◆ Instructions to follow ◆
Using the records below, copy every line that holds the string "reports".

#####

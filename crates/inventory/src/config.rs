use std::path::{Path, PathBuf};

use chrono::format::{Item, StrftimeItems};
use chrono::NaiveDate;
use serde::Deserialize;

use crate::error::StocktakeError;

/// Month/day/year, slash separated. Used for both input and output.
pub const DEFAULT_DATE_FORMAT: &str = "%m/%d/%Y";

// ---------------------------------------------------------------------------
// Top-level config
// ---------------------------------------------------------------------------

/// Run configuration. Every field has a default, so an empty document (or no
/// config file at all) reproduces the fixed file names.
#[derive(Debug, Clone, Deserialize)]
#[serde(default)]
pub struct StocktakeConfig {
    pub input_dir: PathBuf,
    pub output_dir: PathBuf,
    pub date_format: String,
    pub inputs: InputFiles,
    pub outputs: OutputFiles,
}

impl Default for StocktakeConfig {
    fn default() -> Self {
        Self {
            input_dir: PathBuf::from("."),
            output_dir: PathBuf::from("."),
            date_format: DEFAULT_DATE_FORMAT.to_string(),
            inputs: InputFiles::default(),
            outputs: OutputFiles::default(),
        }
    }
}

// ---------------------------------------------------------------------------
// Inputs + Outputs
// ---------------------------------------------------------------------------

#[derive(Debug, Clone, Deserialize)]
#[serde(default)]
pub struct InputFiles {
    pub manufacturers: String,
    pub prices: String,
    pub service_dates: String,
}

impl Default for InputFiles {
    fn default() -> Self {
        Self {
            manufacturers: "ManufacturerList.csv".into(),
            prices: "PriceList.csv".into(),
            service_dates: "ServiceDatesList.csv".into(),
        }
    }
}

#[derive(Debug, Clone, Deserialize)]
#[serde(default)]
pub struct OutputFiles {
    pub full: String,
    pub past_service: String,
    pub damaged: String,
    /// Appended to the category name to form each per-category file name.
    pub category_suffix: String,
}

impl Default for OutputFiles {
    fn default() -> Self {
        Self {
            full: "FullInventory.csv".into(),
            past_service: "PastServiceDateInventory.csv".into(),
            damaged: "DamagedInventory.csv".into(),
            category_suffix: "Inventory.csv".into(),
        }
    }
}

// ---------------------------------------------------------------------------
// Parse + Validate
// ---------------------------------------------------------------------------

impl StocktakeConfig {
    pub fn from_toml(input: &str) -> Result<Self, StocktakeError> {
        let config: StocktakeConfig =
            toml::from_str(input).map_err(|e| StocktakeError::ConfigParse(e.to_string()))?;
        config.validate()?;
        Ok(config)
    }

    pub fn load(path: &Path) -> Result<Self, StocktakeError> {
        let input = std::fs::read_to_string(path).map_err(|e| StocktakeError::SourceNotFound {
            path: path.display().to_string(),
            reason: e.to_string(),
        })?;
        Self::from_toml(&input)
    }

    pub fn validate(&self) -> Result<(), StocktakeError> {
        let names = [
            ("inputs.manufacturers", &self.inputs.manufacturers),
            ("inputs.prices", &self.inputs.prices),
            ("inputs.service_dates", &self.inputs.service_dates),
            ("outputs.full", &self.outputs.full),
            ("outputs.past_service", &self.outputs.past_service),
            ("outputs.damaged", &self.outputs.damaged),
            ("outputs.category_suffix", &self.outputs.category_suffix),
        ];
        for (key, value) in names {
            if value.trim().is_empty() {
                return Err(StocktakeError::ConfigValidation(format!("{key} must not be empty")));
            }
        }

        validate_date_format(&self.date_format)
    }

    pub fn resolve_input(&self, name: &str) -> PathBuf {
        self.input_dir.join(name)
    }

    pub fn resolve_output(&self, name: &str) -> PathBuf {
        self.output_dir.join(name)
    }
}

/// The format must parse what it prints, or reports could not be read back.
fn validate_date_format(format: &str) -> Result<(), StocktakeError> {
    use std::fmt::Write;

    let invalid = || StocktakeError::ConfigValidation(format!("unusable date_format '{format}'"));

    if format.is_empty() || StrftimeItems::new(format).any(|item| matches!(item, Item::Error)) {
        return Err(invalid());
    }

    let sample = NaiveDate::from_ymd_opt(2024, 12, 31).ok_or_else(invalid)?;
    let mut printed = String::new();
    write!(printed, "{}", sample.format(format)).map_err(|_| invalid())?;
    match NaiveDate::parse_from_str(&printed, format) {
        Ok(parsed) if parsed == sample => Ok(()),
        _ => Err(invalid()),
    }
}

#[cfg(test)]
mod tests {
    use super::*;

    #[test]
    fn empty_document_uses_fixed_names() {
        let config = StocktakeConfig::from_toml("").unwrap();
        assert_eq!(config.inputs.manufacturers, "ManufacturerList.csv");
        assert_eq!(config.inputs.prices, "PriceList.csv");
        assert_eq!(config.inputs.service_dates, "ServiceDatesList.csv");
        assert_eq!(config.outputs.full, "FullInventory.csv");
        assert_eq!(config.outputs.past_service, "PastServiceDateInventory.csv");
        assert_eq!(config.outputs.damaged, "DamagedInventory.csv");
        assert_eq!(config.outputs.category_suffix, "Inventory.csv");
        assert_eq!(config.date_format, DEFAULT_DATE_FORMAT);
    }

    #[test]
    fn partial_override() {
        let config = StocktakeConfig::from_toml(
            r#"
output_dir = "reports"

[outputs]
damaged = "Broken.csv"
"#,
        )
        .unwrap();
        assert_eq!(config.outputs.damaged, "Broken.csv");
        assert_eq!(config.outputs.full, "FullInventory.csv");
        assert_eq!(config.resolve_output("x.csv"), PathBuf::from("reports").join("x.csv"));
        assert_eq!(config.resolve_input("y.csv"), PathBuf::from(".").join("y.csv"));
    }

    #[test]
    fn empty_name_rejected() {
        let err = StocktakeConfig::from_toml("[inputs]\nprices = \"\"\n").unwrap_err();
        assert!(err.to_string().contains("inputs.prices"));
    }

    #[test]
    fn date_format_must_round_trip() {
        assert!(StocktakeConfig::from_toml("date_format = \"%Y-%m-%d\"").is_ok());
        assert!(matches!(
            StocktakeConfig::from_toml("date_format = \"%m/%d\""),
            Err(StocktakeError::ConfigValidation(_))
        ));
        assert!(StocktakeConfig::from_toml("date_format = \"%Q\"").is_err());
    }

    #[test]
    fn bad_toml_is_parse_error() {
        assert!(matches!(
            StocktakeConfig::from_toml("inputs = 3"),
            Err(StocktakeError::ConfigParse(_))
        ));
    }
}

#####

◆ Response box ◆
/// The format must parse what it prints, or reports could not be read back.
output_dir = "reports"
        assert_eq!(config.resolve_output("x.csv"), PathBuf::from("reports").join("x.csv"));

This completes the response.